══ Data supplied

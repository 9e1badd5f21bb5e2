//! Filtering vote cards by a representative's participation.

use serde::Serialize;

use super::lookup::Representative;
use crate::votes::AggregatedVoteView;

/// Presentation state for one aggregated vote.
#[derive(Debug, Clone, PartialEq, Eq, Serialize)]
#[serde(rename_all = "camelCase")]
pub struct VoteCard {
    #[serde(flatten)]
    pub view: AggregatedVoteView,
    pub visible: bool,
    /// Shown because it matched an active representative filter.
    pub filtered: bool,
    /// Indices into `view.member_votes` of the representative's votes.
    pub highlighted_members: Vec<usize>,
}

impl VoteCard {
    /// Visible, unfiltered, nothing highlighted.
    #[must_use]
    pub const fn new(view: AggregatedVoteView) -> Self {
        Self {
            view,
            visible: true,
            filtered: false,
            highlighted_members: Vec::new(),
        }
    }

    fn reset(&mut self) {
        self.visible = true;
        self.filtered = false;
        self.highlighted_members.clear();
    }

    fn hide(&mut self) {
        self.visible = false;
        self.filtered = false;
        self.highlighted_members.clear();
    }

    fn apply(&mut self, last_name: &str) {
        if self.view.member_votes.iter().any(|m| m.last_name.is_none()) {
            tracing::warn!(
                roll = self.view.roll_call_number,
                "member vote without a last name, hiding card"
            );
            self.hide();
            return;
        }

        let highlighted: Vec<usize> = self
            .view
            .member_votes
            .iter()
            .enumerate()
            .filter(|(_, m)| m.last_name.as_deref().is_some_and(|l| normalize(l) == last_name))
            .map(|(index, _)| index)
            .collect();

        self.visible = !highlighted.is_empty();
        self.filtered = self.visible;
        self.highlighted_members = highlighted;
    }
}

fn normalize(name: &str) -> String {
    name.trim().to_lowercase()
}

/// Show only cards on which `rep` cast a vote, highlighting their entries.
/// `None` clears any previous filter.
pub fn filter(cards: &mut [VoteCard], rep: Option<&Representative>) {
    let Some(rep) = rep else {
        cards.iter_mut().for_each(VoteCard::reset);
        return;
    };

    let last_name = normalize(&rep.last_name);
    for card in cards {
        card.apply(&last_name);
    }
}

════

:: Task ::
Give back all the records above exactly as they were written.

:: Written answer ::
repository 9e1badd5f21bb5e2
//! Filtering vote cards by a representative's participation.

use serde::Serialize;

use super::lookup::Representative;
use crate::votes::AggregatedVoteView;

/// Presentation state for one aggregated vote.
#[derive(Debug, Clone, PartialEq, Eq, Serialize)]
#[serde(rename_all = "camelCase")]
pub struct VoteCard {
    #[serde(flatten)]
    pub view: AggregatedVoteView,
    pub visible: bool,
    /// Shown because it matched an active representative filter.
    pub filtered: bool,
    /// Indices into `view.member_votes` of the representative's votes.
    pub highlighted_members: Vec<usize>,
}

impl VoteCard {
    /// Visible, unfiltered, nothing highlighted.
    #[must_use]
    pub const fn new(view: AggregatedVoteView) -> Self {
        Self {
            view,
            visible: true,
            filtered: false,
            highlighted_members: Vec::new(),
        }
    }

    fn reset(&mut self) {
        self.visible = true;
        self.filtered = false;
        self.highlighted_members.clear();
    }

    fn hide(&mut self) {
        self.visible = false;
        self.filtered = false;
        self.highlighted_members.clear();
    }

    fn apply(&mut self, last_name: &str) {
        if self.view.member_votes.iter().any(|m| m.last_name.is_none()) {
            tracing::warn!(
                roll = self.view.roll_call_number,
                "member vote without a last name, hiding card"
            );
            self.hide();
            return;
        }

        let highlighted: Vec<usize> = self
            .view
            .member_votes
            .iter()
            .enumerate()
            .filter(|(_, m)| m.last_name.as_deref().is_some_and(|l| normalize(l) == last_name))
            .map(|(index, _)| index)
            .collect();

        self.visible = !highlighted.is_empty();
        self.filtered = self.visible;
        self.highlighted_members = highlighted;
    }
}

fn normalize(name: &str) -> String {
    name.trim().to_lowercase()
}

/// Show only cards on which `rep` cast a vote, highlighting their entries.
/// `None` clears any previous filter.
pub fn filter(cards: &mut [VoteCard], rep: Option<&Representative>) {
    let Some(rep) = rep else {
        cards.iter_mut().for_each(VoteCard::reset);
        return;
    };

    let last_name = normalize(&rep.last_name);
    for card in cards {
        card.apply(&last_name);
    }
}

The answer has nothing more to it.